C’est dire que cette longue série de défection a fini par faire du PDCI le plus ancien parti de Côte d’ivoire et peut-être de l’Afrique de l’ouest encore en vie, un parti de niveau moyen comme ceux des autres pays de la sous-région comme le Parti socialiste au Sénégal, l’ADEMA au Mali, le Parti Progressiste Nigérien ( qui n’est plus représenté au parlement).
Au gros risque plane aujourd’hui sur le PDCI avec la candidature de Jean Louis Billon envers et contre la volonté de l’« establishment du PDCI et de ses hiérarques » qui ont déjà porté Tidjane Thiam à la tête de leur parti et qui d’office en est devenu la candidat à la présidentielle.
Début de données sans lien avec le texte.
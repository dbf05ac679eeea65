//! External process execution
//!
//! Runs a tool to completion and captures its output. There is no timeout:
//! a hung process blocks the caller until it exits.

use std::process::Command;

use crate::domain::ports::{ToolError, ToolOutput};

/// Run `command` and capture stdout/stderr.
///
/// Returns `Ok` only for a zero exit status.
pub fn run_captured(command: &mut Command) -> Result<ToolOutput, ToolError> {
    let program = command.get_program().to_string_lossy().into_owned();

    let output = command.output().map_err(|e| ToolError::Spawn {
        program: program.clone(),
        message: e.to_string(),
    })?;

    let success = output.status.success();
    let output = ToolOutput::from(output);
    if success {
        Ok(output)
    } else {
        Err(ToolError::Failed { program, output })
    }
}

/// Quote for a POSIX shell, only when needed
pub fn shell_quote(s: &str) -> String {
    let plain = !s.is_empty()
        && s.chars()
            .all(|c| c.is_ascii_alphanumeric() || "-_./=:@%+,".contains(c));
    if plain {
        s.to_string()
    } else {
        format!("'{}'", s.replace('\'', "'\\''"))
    }
}
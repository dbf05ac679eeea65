//! Validation violations
//!
//! One `Violation` per malformed or missing deployment argument. The
//! validator collects all of them before reporting.

use std::path::PathBuf;

use serde::Serialize;

/// A deployment argument checked by the validator
#[derive(Debug, Clone, Copy, PartialEq, Eq, Hash, Serialize)]
pub enum ConfigField {
    Host,
    Path,
    Username,
    SshKey,
    BackupFile,
}

impl ConfigField {
    /// Key as written in the config file (or CLI flag for the backup file)
    pub fn key(&self) -> &'static str {
        match self {
            ConfigField::Host => "host",
            ConfigField::Path => "path",
            ConfigField::Username => "username",
            ConfigField::SshKey => "ssh-key",
            ConfigField::BackupFile => "backup-file",
        }
    }
}

impl std::fmt::Display for ConfigField {
    fn fmt(&self, f: &mut std::fmt::Formatter<'_>) -> std::fmt::Result {
        f.write_str(self.key())
    }
}

/// A single validation failure
#[derive(Debug, Clone, PartialEq, Eq, Serialize)]
#[serde(tag = "kind", rename_all = "kebab-case")]
pub enum Violation {
    /// Field absent (or JSON null)
    Missing { field: ConfigField },
    /// Field present with a non-string JSON type
    NotAString {
        field: ConfigField,
        found: &'static str,
    },
    /// Field is a string that is empty after trimming
    Blank { field: ConfigField },
    /// Backup path does not resolve to an existing regular file
    BackupNotAFile { path: PathBuf },
}

impl Violation {
    /// The field this violation is about
    pub fn field(&self) -> ConfigField {
        match self {
            Violation::Missing { field }
            | Violation::NotAString { field, .. }
            | Violation::Blank { field } => *field,
            Violation::BackupNotAFile { .. } => ConfigField::BackupFile,
        }
    }
}

impl std::fmt::Display for Violation {
    fn fmt(&self, f: &mut std::fmt::Formatter<'_>) -> std::fmt::Result {
        match self {
            Violation::Missing { field } => write!(f, "no {} defined", field),
            Violation::NotAString { field, found } => {
                write!(f, "{} must be a string, found {}", field, found)
            }
            Violation::Blank { field } => write!(f, "{} is empty", field),
            Violation::BackupNotAFile { path } => write!(f, "{} is not a file", path.display()),
        }
    }
}
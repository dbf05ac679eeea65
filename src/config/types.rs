//! Configuration types

use serde::{Deserialize, Serialize};
use serde_json::Value;

/// Keys the pipeline reads from the config file
pub const KNOWN_KEYS: &[&str] = &[
    "host",
    "username",
    "path",
    "ssh-key",
    "ssh-port",
    "post-command",
];

/// The deployment config file as parsed, before validation.
///
/// Every field is an untyped optional value so the validator can tell an
/// absent key from a key of the wrong type. JSON `null` reads as absent.
#[derive(Debug, Clone, Default, PartialEq, Serialize, Deserialize)]
#[serde(rename_all = "kebab-case")]
pub struct RawDeploymentConfig {
    #[serde(default, skip_serializing_if = "Option::is_none")]
    pub host: Option<Value>,
    #[serde(default, skip_serializing_if = "Option::is_none")]
    pub username: Option<Value>,
    /// Remote destination directory
    #[serde(default, skip_serializing_if = "Option::is_none")]
    pub path: Option<Value>,
    /// Local private key path
    #[serde(default, skip_serializing_if = "Option::is_none")]
    pub ssh_key: Option<Value>,
    #[serde(default, skip_serializing_if = "Option::is_none")]
    pub ssh_port: Option<Value>,
    #[serde(default, skip_serializing_if = "Option::is_none")]
    pub post_command: Option<Value>,
}

impl RawDeploymentConfig {
    /// Render a raw value for the deployment summary
    pub fn display_value(value: Option<&Value>) -> String {
        match value {
            None => "(not set)".to_string(),
            Some(Value::String(s)) => s.clone(),
            Some(other) => other.to_string(),
        }
    }
}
Le risque porte moins sur la compétition qui pourrait être organisée entre les deux protagonistes et qui serait salutaire, et exemplaire pour le continent, mais dans le discours. Il semble que le PDCI ne soit pas guéri de « sa maladie identitaire ». Bédié avait prétexté de l’ivoirité pour écarter Ouattara, qui finalement est devenu Président. Aujourd’hui l’argument brandi contre Tidjane Thiam, et par Billon lui-même est qu’il est resté hors du pays depuis plus de 15ans, il ne connait pas le pays, ses enfants ne vont pas à l’école ivoirienne, et enfin on interroge ses origines sénégalaises alors que lui-même est un neveu du fondateur Houphouët Boigny. Que faut-il d’autre pour creuser encore les divisions ?
Hélas ce discours risque de prospérer et d’exacerber la césure au sein du PDCI et conduire irrémédiablement à sa perte. C’est loin d’être une vue de l’esprit. Les anciens ou les sages peuvent-ils ramener tout le monde à la maison, dès lors qu’ils ont pris fait et cause pour l’un des protagonistes Tidiane Thiam notamment ? That is the question.